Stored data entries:

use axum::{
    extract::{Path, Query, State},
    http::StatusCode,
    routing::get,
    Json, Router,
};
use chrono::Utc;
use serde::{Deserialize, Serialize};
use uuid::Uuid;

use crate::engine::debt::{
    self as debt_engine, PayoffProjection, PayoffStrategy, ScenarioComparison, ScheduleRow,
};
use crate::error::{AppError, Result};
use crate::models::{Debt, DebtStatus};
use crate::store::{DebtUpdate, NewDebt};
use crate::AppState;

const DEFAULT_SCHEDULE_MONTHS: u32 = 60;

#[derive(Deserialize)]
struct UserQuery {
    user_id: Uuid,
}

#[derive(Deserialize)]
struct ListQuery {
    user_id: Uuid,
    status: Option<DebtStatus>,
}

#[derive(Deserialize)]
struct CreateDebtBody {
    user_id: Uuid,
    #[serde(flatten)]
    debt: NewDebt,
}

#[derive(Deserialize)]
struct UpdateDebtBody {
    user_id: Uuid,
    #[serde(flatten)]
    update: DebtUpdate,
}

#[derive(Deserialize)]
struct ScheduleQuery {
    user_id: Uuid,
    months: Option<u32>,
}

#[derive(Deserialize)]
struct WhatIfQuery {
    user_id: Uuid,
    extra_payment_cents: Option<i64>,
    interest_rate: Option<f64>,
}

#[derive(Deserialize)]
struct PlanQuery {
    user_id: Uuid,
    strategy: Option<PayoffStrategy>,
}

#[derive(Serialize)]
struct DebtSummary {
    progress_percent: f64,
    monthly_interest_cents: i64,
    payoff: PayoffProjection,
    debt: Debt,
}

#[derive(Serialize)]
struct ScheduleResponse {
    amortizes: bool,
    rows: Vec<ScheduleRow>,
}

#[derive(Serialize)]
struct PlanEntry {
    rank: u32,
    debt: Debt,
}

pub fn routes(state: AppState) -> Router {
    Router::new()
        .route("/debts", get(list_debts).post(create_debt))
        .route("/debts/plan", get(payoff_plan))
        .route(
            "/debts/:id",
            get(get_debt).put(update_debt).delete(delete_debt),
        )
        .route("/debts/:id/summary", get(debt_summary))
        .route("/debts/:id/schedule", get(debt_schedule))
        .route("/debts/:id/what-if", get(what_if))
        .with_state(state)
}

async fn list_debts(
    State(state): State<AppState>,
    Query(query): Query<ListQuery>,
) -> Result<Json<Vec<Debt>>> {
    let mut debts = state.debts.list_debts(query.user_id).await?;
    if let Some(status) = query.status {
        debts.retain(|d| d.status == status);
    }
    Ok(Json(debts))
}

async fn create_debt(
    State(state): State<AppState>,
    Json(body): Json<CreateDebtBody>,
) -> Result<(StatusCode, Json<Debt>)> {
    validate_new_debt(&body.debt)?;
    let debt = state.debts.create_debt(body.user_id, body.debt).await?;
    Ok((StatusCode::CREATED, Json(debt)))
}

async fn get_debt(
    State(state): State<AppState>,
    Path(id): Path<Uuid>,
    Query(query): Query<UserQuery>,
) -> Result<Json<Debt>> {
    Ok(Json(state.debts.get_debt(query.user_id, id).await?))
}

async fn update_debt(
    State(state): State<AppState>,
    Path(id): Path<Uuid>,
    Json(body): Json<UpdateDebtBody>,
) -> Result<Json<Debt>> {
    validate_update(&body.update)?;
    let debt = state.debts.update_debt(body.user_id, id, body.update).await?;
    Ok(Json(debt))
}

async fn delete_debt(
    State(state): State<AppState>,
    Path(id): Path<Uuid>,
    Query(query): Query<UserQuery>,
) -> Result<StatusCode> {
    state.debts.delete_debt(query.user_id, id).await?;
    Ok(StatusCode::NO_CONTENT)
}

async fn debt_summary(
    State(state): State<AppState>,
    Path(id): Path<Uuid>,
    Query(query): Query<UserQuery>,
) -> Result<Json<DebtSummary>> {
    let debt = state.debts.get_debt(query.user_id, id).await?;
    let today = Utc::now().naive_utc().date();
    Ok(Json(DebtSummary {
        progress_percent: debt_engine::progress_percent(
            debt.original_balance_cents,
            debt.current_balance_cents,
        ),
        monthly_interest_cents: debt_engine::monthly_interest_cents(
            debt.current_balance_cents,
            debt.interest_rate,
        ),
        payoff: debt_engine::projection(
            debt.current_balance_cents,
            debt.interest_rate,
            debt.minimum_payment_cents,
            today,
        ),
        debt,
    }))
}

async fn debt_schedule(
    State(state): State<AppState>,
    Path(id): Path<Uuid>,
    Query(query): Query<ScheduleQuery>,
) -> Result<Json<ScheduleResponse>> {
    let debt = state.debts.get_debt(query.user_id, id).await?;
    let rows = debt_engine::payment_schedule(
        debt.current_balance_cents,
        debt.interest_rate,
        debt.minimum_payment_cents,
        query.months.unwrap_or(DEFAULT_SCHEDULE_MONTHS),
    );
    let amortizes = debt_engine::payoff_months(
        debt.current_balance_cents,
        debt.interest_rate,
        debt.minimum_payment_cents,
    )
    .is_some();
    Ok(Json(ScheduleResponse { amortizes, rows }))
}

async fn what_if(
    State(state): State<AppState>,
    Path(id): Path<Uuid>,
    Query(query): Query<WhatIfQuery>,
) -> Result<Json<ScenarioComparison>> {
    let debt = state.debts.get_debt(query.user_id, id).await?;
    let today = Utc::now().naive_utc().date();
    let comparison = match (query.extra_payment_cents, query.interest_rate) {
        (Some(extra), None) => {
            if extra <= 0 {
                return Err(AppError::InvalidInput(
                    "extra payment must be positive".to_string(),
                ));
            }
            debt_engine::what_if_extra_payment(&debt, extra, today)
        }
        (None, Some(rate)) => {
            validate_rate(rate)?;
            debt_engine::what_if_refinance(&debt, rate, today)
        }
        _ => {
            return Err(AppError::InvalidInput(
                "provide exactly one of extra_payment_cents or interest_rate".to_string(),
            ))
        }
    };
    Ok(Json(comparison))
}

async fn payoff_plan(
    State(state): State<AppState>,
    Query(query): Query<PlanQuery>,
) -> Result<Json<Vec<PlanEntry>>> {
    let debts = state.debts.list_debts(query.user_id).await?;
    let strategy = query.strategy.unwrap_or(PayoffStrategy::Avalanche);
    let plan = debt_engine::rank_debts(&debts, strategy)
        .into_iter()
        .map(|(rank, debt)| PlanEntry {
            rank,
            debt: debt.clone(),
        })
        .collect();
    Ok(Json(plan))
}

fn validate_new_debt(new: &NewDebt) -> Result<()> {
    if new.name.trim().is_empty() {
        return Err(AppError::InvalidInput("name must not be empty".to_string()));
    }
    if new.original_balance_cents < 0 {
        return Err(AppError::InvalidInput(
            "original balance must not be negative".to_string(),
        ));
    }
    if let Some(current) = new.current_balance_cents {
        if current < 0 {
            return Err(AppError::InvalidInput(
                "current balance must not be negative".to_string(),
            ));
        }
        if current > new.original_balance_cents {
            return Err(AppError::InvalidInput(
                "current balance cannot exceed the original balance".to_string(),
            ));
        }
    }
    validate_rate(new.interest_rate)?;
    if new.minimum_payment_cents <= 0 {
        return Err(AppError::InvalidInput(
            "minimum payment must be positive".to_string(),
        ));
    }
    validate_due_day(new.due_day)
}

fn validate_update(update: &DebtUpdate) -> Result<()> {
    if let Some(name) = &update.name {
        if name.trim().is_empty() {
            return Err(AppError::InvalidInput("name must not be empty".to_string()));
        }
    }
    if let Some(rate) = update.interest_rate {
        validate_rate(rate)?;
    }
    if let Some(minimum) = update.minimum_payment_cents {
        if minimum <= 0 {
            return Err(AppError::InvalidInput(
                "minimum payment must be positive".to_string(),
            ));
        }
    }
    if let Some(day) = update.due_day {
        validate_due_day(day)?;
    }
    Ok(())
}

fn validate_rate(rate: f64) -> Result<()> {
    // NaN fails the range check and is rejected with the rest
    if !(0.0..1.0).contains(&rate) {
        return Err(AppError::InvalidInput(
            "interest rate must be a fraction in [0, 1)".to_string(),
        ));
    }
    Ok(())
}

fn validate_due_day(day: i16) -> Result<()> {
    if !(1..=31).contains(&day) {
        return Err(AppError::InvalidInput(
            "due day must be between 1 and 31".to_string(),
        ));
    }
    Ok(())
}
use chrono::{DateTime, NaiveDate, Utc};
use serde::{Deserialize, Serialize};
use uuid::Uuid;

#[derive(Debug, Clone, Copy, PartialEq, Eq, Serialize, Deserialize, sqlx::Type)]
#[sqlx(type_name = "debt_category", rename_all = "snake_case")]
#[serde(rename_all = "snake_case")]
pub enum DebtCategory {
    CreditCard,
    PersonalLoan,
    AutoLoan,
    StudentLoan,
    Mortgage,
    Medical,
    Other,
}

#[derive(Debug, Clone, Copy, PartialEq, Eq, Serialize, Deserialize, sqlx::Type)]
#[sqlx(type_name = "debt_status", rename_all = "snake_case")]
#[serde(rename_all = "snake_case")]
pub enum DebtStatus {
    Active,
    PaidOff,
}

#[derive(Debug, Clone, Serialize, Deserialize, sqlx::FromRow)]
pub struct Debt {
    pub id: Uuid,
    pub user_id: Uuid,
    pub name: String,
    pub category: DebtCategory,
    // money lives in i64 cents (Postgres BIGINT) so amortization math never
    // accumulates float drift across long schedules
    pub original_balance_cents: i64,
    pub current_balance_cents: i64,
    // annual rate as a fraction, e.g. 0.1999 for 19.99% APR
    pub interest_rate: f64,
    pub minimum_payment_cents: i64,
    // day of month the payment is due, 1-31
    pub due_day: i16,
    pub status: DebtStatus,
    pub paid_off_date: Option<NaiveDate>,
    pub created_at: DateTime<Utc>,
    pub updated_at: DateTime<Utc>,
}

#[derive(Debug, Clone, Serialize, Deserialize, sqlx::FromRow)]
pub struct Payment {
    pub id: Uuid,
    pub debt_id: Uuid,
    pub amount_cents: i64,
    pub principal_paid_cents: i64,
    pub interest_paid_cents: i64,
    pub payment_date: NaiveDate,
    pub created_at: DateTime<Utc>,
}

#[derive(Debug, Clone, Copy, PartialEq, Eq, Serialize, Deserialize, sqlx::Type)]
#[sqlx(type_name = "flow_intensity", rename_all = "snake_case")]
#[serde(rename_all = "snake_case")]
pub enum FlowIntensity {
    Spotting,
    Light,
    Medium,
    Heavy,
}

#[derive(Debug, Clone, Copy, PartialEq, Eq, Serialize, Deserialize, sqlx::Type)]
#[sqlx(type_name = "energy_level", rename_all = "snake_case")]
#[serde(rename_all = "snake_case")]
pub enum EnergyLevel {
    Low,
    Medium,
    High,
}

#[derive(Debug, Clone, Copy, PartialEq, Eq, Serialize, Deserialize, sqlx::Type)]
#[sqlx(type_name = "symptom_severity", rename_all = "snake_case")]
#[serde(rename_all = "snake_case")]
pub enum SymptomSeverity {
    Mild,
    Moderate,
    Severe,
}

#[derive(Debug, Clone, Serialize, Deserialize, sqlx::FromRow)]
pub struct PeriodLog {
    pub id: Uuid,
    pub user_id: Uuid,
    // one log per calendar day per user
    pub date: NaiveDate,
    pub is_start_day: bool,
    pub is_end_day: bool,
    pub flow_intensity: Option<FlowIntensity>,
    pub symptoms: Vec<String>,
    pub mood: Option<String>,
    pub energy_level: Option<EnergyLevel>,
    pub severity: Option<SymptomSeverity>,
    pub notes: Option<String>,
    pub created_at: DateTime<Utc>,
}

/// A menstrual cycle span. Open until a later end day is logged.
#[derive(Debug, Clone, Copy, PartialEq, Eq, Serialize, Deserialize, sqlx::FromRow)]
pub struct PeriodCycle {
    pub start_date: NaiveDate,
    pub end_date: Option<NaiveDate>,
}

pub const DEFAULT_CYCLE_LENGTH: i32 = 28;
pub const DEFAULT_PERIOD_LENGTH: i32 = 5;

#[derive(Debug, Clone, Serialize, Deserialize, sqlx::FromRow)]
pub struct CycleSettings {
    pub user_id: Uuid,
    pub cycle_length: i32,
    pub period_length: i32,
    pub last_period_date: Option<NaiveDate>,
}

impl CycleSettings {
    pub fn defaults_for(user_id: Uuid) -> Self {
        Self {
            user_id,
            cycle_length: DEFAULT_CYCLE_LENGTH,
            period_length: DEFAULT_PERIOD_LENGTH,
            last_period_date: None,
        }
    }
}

* * *

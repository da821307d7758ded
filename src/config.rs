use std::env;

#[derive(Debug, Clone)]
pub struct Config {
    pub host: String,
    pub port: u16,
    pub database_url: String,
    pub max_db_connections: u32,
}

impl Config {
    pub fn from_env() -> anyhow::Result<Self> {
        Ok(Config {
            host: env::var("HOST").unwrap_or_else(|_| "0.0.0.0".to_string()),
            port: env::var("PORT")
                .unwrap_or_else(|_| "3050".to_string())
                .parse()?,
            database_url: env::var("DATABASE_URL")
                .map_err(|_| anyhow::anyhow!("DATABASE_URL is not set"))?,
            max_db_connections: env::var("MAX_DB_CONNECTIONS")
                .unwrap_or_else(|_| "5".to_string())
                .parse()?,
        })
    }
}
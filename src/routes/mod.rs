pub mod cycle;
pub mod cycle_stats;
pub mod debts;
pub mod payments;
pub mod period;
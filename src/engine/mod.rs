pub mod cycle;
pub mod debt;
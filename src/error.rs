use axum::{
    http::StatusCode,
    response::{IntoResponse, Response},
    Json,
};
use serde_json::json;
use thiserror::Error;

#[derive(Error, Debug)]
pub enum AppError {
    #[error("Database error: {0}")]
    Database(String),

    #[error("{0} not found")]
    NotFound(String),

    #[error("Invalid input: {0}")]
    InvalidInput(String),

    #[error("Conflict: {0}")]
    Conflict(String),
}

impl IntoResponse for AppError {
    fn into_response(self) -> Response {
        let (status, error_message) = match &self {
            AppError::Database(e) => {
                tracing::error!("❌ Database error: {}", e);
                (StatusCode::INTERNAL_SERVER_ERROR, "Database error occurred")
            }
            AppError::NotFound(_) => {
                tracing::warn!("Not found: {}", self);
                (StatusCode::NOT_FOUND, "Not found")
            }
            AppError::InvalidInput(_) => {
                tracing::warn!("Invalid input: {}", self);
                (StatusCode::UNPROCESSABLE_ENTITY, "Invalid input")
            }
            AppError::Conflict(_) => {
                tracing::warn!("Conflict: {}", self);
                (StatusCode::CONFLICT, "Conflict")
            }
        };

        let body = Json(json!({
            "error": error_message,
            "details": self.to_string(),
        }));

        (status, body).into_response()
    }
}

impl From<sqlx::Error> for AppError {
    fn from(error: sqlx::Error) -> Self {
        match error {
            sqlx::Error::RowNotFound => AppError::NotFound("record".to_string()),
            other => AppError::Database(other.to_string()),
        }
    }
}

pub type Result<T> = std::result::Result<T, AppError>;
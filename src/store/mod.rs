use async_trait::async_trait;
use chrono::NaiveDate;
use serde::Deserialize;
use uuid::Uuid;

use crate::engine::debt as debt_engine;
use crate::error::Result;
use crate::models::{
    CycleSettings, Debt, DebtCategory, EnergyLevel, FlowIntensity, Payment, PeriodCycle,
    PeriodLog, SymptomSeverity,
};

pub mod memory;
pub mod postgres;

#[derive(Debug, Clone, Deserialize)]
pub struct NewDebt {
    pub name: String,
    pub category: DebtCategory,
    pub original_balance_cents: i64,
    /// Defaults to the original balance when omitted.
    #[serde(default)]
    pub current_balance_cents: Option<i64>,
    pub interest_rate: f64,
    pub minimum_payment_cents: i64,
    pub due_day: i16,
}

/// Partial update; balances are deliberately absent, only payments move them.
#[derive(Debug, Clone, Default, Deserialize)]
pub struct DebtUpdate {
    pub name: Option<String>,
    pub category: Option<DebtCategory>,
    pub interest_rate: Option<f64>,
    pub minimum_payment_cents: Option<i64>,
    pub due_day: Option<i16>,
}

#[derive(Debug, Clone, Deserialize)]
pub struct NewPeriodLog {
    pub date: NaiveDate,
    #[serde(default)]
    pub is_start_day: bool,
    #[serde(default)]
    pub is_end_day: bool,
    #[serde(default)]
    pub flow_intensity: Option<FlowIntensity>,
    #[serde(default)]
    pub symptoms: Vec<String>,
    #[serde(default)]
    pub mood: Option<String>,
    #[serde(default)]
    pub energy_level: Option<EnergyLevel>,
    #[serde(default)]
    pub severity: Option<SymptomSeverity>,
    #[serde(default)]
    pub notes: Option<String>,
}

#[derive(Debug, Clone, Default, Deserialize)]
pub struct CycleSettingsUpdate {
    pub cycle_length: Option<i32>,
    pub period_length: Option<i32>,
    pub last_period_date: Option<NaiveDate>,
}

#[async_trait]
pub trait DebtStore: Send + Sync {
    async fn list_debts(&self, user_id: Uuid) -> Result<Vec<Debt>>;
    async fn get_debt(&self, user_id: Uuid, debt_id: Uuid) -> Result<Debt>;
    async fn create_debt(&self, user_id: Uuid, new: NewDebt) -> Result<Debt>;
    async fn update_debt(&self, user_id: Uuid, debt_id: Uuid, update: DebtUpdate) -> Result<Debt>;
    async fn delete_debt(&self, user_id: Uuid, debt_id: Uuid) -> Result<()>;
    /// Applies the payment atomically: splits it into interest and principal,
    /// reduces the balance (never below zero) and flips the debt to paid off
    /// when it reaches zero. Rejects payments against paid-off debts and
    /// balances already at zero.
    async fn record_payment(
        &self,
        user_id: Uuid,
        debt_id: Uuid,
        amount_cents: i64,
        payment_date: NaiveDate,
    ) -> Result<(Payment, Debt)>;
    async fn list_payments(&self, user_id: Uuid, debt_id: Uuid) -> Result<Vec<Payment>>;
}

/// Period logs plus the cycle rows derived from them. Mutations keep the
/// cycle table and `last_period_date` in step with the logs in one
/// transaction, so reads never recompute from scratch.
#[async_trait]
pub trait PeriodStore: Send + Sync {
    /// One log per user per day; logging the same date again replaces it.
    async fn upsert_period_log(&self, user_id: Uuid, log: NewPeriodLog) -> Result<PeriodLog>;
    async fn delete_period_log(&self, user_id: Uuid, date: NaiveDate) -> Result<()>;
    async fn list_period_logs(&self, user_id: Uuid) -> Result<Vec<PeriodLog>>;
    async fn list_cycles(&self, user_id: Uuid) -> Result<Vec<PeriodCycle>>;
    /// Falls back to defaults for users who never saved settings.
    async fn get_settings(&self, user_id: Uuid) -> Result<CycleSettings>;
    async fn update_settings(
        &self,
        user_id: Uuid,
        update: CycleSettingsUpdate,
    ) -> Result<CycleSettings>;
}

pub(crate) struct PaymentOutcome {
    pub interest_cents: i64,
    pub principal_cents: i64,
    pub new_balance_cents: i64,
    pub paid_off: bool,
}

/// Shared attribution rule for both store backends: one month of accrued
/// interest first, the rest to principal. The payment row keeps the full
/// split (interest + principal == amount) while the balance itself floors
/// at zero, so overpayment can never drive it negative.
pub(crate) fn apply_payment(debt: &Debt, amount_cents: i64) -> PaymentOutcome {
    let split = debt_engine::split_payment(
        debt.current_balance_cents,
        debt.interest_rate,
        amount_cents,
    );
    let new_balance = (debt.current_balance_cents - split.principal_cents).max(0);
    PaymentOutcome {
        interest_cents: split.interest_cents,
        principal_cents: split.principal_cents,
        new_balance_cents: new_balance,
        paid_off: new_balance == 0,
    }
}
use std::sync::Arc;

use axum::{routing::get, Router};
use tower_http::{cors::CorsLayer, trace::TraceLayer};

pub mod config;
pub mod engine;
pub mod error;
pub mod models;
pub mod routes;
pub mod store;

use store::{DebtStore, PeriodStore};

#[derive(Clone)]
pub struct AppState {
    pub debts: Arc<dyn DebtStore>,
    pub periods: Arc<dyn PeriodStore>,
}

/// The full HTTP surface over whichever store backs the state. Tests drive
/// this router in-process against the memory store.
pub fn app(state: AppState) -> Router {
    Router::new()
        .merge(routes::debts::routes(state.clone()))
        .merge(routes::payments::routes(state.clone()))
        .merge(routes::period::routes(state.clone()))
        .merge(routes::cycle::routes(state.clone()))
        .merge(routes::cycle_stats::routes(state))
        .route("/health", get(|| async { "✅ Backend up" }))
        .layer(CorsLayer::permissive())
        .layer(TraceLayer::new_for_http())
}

--

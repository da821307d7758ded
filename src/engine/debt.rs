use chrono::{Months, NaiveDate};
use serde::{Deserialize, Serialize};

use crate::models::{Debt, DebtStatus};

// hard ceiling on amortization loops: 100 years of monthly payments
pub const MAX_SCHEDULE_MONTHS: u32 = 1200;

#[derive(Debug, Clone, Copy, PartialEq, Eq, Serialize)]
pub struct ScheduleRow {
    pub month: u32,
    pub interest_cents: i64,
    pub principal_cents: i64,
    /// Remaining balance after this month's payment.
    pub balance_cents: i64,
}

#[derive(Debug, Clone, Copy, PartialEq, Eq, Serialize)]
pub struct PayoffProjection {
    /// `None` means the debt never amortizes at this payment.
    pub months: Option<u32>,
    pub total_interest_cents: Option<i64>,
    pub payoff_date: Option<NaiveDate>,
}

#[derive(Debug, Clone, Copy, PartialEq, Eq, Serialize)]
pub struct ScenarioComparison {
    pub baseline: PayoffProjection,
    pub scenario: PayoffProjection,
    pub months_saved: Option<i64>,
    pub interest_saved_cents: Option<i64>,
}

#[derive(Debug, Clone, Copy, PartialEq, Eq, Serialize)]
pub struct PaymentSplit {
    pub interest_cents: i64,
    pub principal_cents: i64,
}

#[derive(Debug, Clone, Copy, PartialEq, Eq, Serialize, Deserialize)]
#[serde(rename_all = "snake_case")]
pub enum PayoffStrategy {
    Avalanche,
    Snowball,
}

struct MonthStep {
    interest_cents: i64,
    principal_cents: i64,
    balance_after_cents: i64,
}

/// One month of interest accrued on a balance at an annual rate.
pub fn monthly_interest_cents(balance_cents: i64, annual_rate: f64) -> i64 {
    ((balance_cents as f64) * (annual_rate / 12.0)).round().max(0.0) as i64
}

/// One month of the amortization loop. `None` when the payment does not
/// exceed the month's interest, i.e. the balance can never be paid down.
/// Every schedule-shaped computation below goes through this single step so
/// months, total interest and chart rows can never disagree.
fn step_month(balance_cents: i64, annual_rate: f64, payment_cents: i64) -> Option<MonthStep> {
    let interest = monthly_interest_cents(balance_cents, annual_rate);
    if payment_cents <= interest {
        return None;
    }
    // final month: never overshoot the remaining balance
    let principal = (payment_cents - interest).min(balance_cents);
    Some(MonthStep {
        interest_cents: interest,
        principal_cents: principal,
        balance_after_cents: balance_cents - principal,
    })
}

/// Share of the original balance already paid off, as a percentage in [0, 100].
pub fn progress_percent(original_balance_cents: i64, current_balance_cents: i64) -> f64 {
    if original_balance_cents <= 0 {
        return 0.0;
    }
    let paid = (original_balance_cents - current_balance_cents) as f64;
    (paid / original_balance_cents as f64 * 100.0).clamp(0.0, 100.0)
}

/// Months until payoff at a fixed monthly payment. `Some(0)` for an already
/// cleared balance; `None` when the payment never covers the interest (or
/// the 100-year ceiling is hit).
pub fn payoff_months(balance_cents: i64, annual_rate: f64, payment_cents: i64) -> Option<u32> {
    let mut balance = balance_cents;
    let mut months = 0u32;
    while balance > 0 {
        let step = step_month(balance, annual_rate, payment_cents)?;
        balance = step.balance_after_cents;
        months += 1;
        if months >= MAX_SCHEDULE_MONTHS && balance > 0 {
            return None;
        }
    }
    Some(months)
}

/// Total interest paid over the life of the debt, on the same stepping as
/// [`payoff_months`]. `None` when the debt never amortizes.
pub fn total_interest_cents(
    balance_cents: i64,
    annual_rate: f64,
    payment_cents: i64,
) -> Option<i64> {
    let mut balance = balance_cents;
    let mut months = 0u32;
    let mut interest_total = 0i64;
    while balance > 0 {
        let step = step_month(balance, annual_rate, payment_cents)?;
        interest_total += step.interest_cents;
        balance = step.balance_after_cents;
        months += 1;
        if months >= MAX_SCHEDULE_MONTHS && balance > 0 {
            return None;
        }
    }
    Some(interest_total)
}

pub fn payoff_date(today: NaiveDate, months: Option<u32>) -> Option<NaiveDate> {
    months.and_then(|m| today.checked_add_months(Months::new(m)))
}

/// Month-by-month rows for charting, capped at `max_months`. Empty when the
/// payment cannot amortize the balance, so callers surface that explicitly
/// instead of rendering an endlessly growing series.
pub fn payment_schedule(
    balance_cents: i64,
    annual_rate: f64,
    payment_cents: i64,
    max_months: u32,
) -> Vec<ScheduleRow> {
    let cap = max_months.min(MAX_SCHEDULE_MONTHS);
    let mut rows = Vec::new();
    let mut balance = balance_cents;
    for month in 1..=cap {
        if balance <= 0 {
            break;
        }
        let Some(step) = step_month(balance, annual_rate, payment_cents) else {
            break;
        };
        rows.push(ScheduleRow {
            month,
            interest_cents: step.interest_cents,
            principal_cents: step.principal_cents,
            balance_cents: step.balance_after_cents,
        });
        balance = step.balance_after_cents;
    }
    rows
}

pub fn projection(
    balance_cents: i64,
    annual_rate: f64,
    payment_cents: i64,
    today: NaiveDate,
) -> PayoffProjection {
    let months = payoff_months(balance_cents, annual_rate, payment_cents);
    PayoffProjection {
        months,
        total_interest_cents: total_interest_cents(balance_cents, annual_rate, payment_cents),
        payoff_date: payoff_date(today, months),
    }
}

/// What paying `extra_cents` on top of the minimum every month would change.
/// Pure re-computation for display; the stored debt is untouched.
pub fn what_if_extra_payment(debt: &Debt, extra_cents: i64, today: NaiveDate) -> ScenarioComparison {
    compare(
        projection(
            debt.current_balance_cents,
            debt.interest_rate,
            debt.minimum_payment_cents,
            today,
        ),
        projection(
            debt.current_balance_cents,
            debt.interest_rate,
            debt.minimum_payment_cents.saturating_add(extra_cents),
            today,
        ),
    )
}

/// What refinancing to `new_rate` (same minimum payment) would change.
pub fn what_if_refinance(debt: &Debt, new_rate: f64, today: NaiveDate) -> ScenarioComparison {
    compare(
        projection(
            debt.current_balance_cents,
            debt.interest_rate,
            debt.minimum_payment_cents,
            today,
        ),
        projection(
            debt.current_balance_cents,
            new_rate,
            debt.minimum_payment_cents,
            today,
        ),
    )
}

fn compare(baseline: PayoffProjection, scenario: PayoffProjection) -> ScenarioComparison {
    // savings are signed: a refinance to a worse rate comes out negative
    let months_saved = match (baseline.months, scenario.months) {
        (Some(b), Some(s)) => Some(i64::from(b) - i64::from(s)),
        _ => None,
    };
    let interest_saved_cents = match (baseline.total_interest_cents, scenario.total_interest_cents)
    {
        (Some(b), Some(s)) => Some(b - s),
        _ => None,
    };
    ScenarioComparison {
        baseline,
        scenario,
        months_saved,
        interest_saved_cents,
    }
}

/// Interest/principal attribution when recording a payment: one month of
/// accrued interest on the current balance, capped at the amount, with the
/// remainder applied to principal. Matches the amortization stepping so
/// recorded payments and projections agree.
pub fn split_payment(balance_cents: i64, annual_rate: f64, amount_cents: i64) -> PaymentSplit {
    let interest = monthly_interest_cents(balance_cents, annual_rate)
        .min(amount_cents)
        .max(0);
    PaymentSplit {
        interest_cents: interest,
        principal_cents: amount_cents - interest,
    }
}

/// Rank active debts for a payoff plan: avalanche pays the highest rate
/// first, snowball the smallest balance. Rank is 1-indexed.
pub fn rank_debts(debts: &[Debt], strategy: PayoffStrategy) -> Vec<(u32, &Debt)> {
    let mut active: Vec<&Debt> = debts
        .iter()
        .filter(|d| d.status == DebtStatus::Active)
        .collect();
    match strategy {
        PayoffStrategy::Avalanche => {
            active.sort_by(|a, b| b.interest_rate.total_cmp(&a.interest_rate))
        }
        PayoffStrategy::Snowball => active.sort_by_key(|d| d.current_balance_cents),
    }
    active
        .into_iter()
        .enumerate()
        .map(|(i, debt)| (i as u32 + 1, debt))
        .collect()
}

What you have to do:
Tally of lines with the word "const": work out how many lines in the records hold it, and give that number only.

Result of this task:
4